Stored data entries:
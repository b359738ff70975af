use std::{
    path::{Path, PathBuf},
    sync::Arc,
};

use anyhow::{Context, anyhow};
use base64::Engine as _;
use futures::future::BoxFuture;

use crate::{
    foundation::error::{RastreeError, RastreeResult},
    node::{ImageHandle, ImageSource},
};

/// How image sources are carried in the compiled IR.
#[derive(Clone, Copy, Debug, Default, PartialEq, Eq, serde::Serialize, serde::Deserialize)]
#[serde(rename_all = "camelCase")]
pub enum ImageMode {
    /// Keep the source string; the engine resolves it itself.
    Reference,
    /// Fetch bytes during compilation and embed an [`ImageHandle`].
    #[default]
    Prefetch,
}

/// Asynchronous source of image bytes.
pub trait AssetFetcher: Send + Sync {
    /// Fetch the bytes behind `src`.
    fn fetch<'a>(&'a self, src: &'a str) -> BoxFuture<'a, RastreeResult<Vec<u8>>>;
}

/// Fetches asset-root-relative paths from the local filesystem.
#[derive(Clone, Debug)]
pub struct FsFetcher {
    root: PathBuf,
}

impl FsFetcher {
    /// Fetcher rooted at `root`.
    pub fn new(root: impl Into<PathBuf>) -> Self {
        Self { root: root.into() }
    }

    /// Root directory used to resolve relative sources.
    pub fn root(&self) -> &Path {
        &self.root
    }
}

impl AssetFetcher for FsFetcher {
    fn fetch<'a>(&'a self, src: &'a str) -> BoxFuture<'a, RastreeResult<Vec<u8>>> {
        Box::pin(async move {
            if is_remote(src) {
                return Err(RastreeError::validation(format!(
                    "'{src}' is a remote URL; the filesystem fetcher only reads local paths"
                )));
            }
            let rel = src.strip_prefix("file://").unwrap_or(src);
            let path = self.root.join(normalize_rel_path(rel)?);
            tokio::fs::read(&path)
                .await
                .with_context(|| format!("read image bytes from '{}'", path.display()))
                .map_err(RastreeError::from)
        })
    }
}

/// Fetches `http://` and `https://` sources with a shared [`reqwest::Client`].
#[derive(Clone, Debug, Default)]
pub struct HttpFetcher {
    client: reqwest::Client,
}

impl HttpFetcher {
    /// Fetcher with a default client.
    pub fn new() -> Self {
        Self::default()
    }

    /// Fetcher over a preconfigured client (timeouts, proxies, headers).
    pub fn with_client(client: reqwest::Client) -> Self {
        Self { client }
    }
}

impl AssetFetcher for HttpFetcher {
    fn fetch<'a>(&'a self, src: &'a str) -> BoxFuture<'a, RastreeResult<Vec<u8>>> {
        Box::pin(async move {
            let response = self
                .client
                .get(src)
                .send()
                .await
                .map_err(|err| anyhow!("Failed to fetch URL {src}: {err}"))?;
            let status = response.status();
            if !status.is_success() {
                return Err(anyhow!("Failed to fetch URL: {src} (Status: {status})").into());
            }
            let body = response
                .bytes()
                .await
                .map_err(|err| anyhow!("Failed to read body of URL {src}: {err}"))?;
            tracing::debug!(src, bytes = body.len(), "fetched remote image");
            Ok(body.to_vec())
        })
    }
}

/// Sends remote URLs to one fetcher and everything else to another.
#[derive(Clone)]
pub struct RoutingFetcher {
    local: Arc<dyn AssetFetcher>,
    remote: Arc<dyn AssetFetcher>,
}

impl std::fmt::Debug for RoutingFetcher {
    fn fmt(&self, f: &mut std::fmt::Formatter<'_>) -> std::fmt::Result {
        f.debug_struct("RoutingFetcher").finish_non_exhaustive()
    }
}

impl RoutingFetcher {
    /// Route `http://`/`https://` sources to `remote` and the rest to `local`.
    pub fn new(local: Arc<dyn AssetFetcher>, remote: Arc<dyn AssetFetcher>) -> Self {
        Self { local, remote }
    }

    /// Local files under `root`, remote URLs over HTTP.
    pub fn fs_and_http(root: impl Into<PathBuf>) -> Self {
        Self::new(Arc::new(FsFetcher::new(root)), Arc::new(HttpFetcher::new()))
    }
}

impl AssetFetcher for RoutingFetcher {
    fn fetch<'a>(&'a self, src: &'a str) -> BoxFuture<'a, RastreeResult<Vec<u8>>> {
        if is_remote(src) {
            self.remote.fetch(src)
        } else {
            self.local.fetch(src)
        }
    }
}

/// Whether `src` is an `http://` or `https://` URL.
pub fn is_remote(src: &str) -> bool {
    let scheme = src.split_once("://").map(|(scheme, _)| scheme);
    matches!(scheme, Some(s) if s.eq_ignore_ascii_case("http") || s.eq_ignore_ascii_case("https"))
}

/// Fetcher that refuses every non-`data:` source.
#[derive(Clone, Copy, Debug, Default)]
pub struct NoFetch;

impl AssetFetcher for NoFetch {
    fn fetch<'a>(&'a self, src: &'a str) -> BoxFuture<'a, RastreeResult<Vec<u8>>> {
        Box::pin(async move {
            Err(RastreeError::validation(format!(
                "no asset fetcher configured for '{src}'"
            )))
        })
    }
}

/// Resolve an `img` source according to `mode`.
///
/// `data:` URIs are decoded locally in prefetch mode and never reach the fetcher. Remote URLs
/// are always prefetched: engines only resolve local and persistent sources.
pub(crate) async fn resolve_image(
    src: &str,
    mode: ImageMode,
    fetcher: &dyn AssetFetcher,
) -> RastreeResult<ImageSource> {
    match mode {
        ImageMode::Reference if !is_remote(src) => Ok(ImageSource::Url(src.to_string())),
        ImageMode::Reference | ImageMode::Prefetch => {
            let bytes = if src.starts_with("data:") {
                decode_data_uri(src)?
            } else {
                fetcher.fetch(src).await?
            };
            Ok(ImageSource::Binary(ImageHandle::new(bytes)))
        }
    }
}

/// Decode the payload of a `data:` URI.
///
/// Base64 payloads are decoded; other payloads are taken verbatim.
pub(crate) fn decode_data_uri(uri: &str) -> RastreeResult<Vec<u8>> {
    let rest = uri
        .strip_prefix("data:")
        .ok_or_else(|| RastreeError::validation("not a data: URI"))?;
    let (meta, payload) = rest
        .split_once(',')
        .ok_or_else(|| RastreeError::validation("data: URI is missing ','"))?;
    if meta.ends_with(";base64") {
        base64::engine::general_purpose::STANDARD
            .decode(payload.trim())
            .map_err(|e| RastreeError::validation(format!("invalid base64 in data: URI: {e}")))
    } else {
        Ok(payload.as_bytes().to_vec())
    }
}

/// Normalize and validate asset-root-relative paths.
///
/// The result uses `/` separators, drops `.` segments, and rejects absolute paths or parent
/// traversals (`..`).
pub fn normalize_rel_path(source: &str) -> RastreeResult<String> {
    let s = source.replace('\\', "/");
    if s.is_empty() {
        return Err(RastreeError::validation("asset path must be non-empty"));
    }
    if s.starts_with('/') || s.contains("://") {
        return Err(RastreeError::validation(format!(
            "asset path '{source}' must be relative"
        )));
    }

    let mut parts = Vec::<&str>::new();
    for part in s.split('/') {
        match part {
            "" | "." => continue,
            ".." => {
                return Err(RastreeError::validation(format!(
                    "asset path '{source}' must not contain '..'"
                )));
            }
            _ => parts.push(part),
        }
    }

    if parts.is_empty() {
        return Err(RastreeError::validation(
            "asset path must contain a file name",
        ));
    }
    Ok(parts.join("/"))
}

#[cfg(test)]
#[path = "../../tests/unit/compile/assets.rs"]
mod tests;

[BRIEF]: Every line of the data above should be output exactly as written.

[EXERCISE RESPONSE]:
repository b359738ff70975af
use std::{
    path::{Path, PathBuf},
    sync::Arc,
};

use anyhow::{Context, anyhow};
use base64::Engine as _;
use futures::future::BoxFuture;

use crate::{
    foundation::error::{RastreeError, RastreeResult},
    node::{ImageHandle, ImageSource},
};

/// How image sources are carried in the compiled IR.
#[derive(Clone, Copy, Debug, Default, PartialEq, Eq, serde::Serialize, serde::Deserialize)]
#[serde(rename_all = "camelCase")]
pub enum ImageMode {
    /// Keep the source string; the engine resolves it itself.
    Reference,
    /// Fetch bytes during compilation and embed an [`ImageHandle`].
    #[default]
    Prefetch,
}

/// Asynchronous source of image bytes.
pub trait AssetFetcher: Send + Sync {
    /// Fetch the bytes behind `src`.
    fn fetch<'a>(&'a self, src: &'a str) -> BoxFuture<'a, RastreeResult<Vec<u8>>>;
}

/// Fetches asset-root-relative paths from the local filesystem.
#[derive(Clone, Debug)]
pub struct FsFetcher {
    root: PathBuf,
}

impl FsFetcher {
    /// Fetcher rooted at `root`.
    pub fn new(root: impl Into<PathBuf>) -> Self {
        Self { root: root.into() }
    }

    /// Root directory used to resolve relative sources.
    pub fn root(&self) -> &Path {
        &self.root
    }
}

impl AssetFetcher for FsFetcher {
    fn fetch<'a>(&'a self, src: &'a str) -> BoxFuture<'a, RastreeResult<Vec<u8>>> {
        Box::pin(async move {
            if is_remote(src) {
                return Err(RastreeError::validation(format!(
                    "'{src}' is a remote URL; the filesystem fetcher only reads local paths"
                )));
            }
            let rel = src.strip_prefix("file://").unwrap_or(src);
            let path = self.root.join(normalize_rel_path(rel)?);
            tokio::fs::read(&path)
                .await
                .with_context(|| format!("read image bytes from '{}'", path.display()))
                .map_err(RastreeError::from)
        })
    }
}

/// Fetches `http://` and `https://` sources with a shared [`reqwest::Client`].
#[derive(Clone, Debug, Default)]
pub struct HttpFetcher {
    client: reqwest::Client,
}

impl HttpFetcher {
    /// Fetcher with a default client.
    pub fn new() -> Self {
        Self::default()
    }

    /// Fetcher over a preconfigured client (timeouts, proxies, headers).
    pub fn with_client(client: reqwest::Client) -> Self {
        Self { client }
    }
}

impl AssetFetcher for HttpFetcher {
    fn fetch<'a>(&'a self, src: &'a str) -> BoxFuture<'a, RastreeResult<Vec<u8>>> {
        Box::pin(async move {
            let response = self
                .client
                .get(src)
                .send()
                .await
                .map_err(|err| anyhow!("Failed to fetch URL {src}: {err}"))?;
            let status = response.status();
            if !status.is_success() {
                return Err(anyhow!("Failed to fetch URL: {src} (Status: {status})").into());
            }
            let body = response
                .bytes()
                .await
                .map_err(|err| anyhow!("Failed to read body of URL {src}: {err}"))?;
            tracing::debug!(src, bytes = body.len(), "fetched remote image");
            Ok(body.to_vec())
        })
    }
}

/// Sends remote URLs to one fetcher and everything else to another.
#[derive(Clone)]
pub struct RoutingFetcher {
    local: Arc<dyn AssetFetcher>,
    remote: Arc<dyn AssetFetcher>,
}

impl std::fmt::Debug for RoutingFetcher {
    fn fmt(&self, f: &mut std::fmt::Formatter<'_>) -> std::fmt::Result {
        f.debug_struct("RoutingFetcher").finish_non_exhaustive()
    }
}

impl RoutingFetcher {
    /// Route `http://`/`https://` sources to `remote` and the rest to `local`.
    pub fn new(local: Arc<dyn AssetFetcher>, remote: Arc<dyn AssetFetcher>) -> Self {
        Self { local, remote }
    }

    /// Local files under `root`, remote URLs over HTTP.
    pub fn fs_and_http(root: impl Into<PathBuf>) -> Self {
        Self::new(Arc::new(FsFetcher::new(root)), Arc::new(HttpFetcher::new()))
    }
}

impl AssetFetcher for RoutingFetcher {
    fn fetch<'a>(&'a self, src: &'a str) -> BoxFuture<'a, RastreeResult<Vec<u8>>> {
        if is_remote(src) {
            self.remote.fetch(src)
        } else {
            self.local.fetch(src)
        }
    }
}

/// Whether `src` is an `http://` or `https://` URL.
pub fn is_remote(src: &str) -> bool {
    let scheme = src.split_once("://").map(|(scheme, _)| scheme);
    matches!(scheme, Some(s) if s.eq_ignore_ascii_case("http") || s.eq_ignore_ascii_case("https"))
}

/// Fetcher that refuses every non-`data:` source.
#[derive(Clone, Copy, Debug, Default)]
pub struct NoFetch;

impl AssetFetcher for NoFetch {
    fn fetch<'a>(&'a self, src: &'a str) -> BoxFuture<'a, RastreeResult<Vec<u8>>> {
        Box::pin(async move {
            Err(RastreeError::validation(format!(
                "no asset fetcher configured for '{src}'"
            )))
        })
    }
}

/// Resolve an `img` source according to `mode`.
///
/// `data:` URIs are decoded locally in prefetch mode and never reach the fetcher. Remote URLs
/// are always prefetched: engines only resolve local and persistent sources.
pub(crate) async fn resolve_image(
    src: &str,
    mode: ImageMode,
    fetcher: &dyn AssetFetcher,
) -> RastreeResult<ImageSource> {
    match mode {
        ImageMode::Reference if !is_remote(src) => Ok(ImageSource::Url(src.to_string())),
        ImageMode::Reference | ImageMode::Prefetch => {
            let bytes = if src.starts_with("data:") {
                decode_data_uri(src)?
            } else {
                fetcher.fetch(src).await?
            };
            Ok(ImageSource::Binary(ImageHandle::new(bytes)))
        }
    }
}

/// Decode the payload of a `data:` URI.
///
/// Base64 payloads are decoded; other payloads are taken verbatim.
pub(crate) fn decode_data_uri(uri: &str) -> RastreeResult<Vec<u8>> {
    let rest = uri
        .strip_prefix("data:")
        .ok_or_else(|| RastreeError::validation("not a data: URI"))?;
    let (meta, payload) = rest
        .split_once(',')
        .ok_or_else(|| RastreeError::validation("data: URI is missing ','"))?;
    if meta.ends_with(";base64") {
        base64::engine::general_purpose::STANDARD
            .decode(payload.trim())
            .map_err(|e| RastreeError::validation(format!("invalid base64 in data: URI: {e}")))
    } else {
        Ok(payload.as_bytes().to_vec())
    }
}

/// Normalize and validate asset-root-relative paths.
///
/// The result uses `/` separators, drops `.` segments, and rejects absolute paths or parent
/// traversals (`..`).
pub fn normalize_rel_path(source: &str) -> RastreeResult<String> {
    let s = source.replace('\\', "/");
    if s.is_empty() {
        return Err(RastreeError::validation("asset path must be non-empty"));
    }
    if s.starts_with('/') || s.contains("://") {
        return Err(RastreeError::validation(format!(
            "asset path '{source}' must be relative"
        )));
    }

    let mut parts = Vec::<&str>::new();
    for part in s.split('/') {
        match part {
            "" | "." => continue,
            ".." => {
                return Err(RastreeError::validation(format!(
                    "asset path '{source}' must not contain '..'"
                )));
            }
            _ => parts.push(part),
        }
    }

    if parts.is_empty() {
        return Err(RastreeError::validation(
            "asset path must contain a file name",
        ));
    }
    Ok(parts.join("/"))
}

#[cfg(test)]
#[path = "../../tests/unit/compile/assets.rs"]
mod tests;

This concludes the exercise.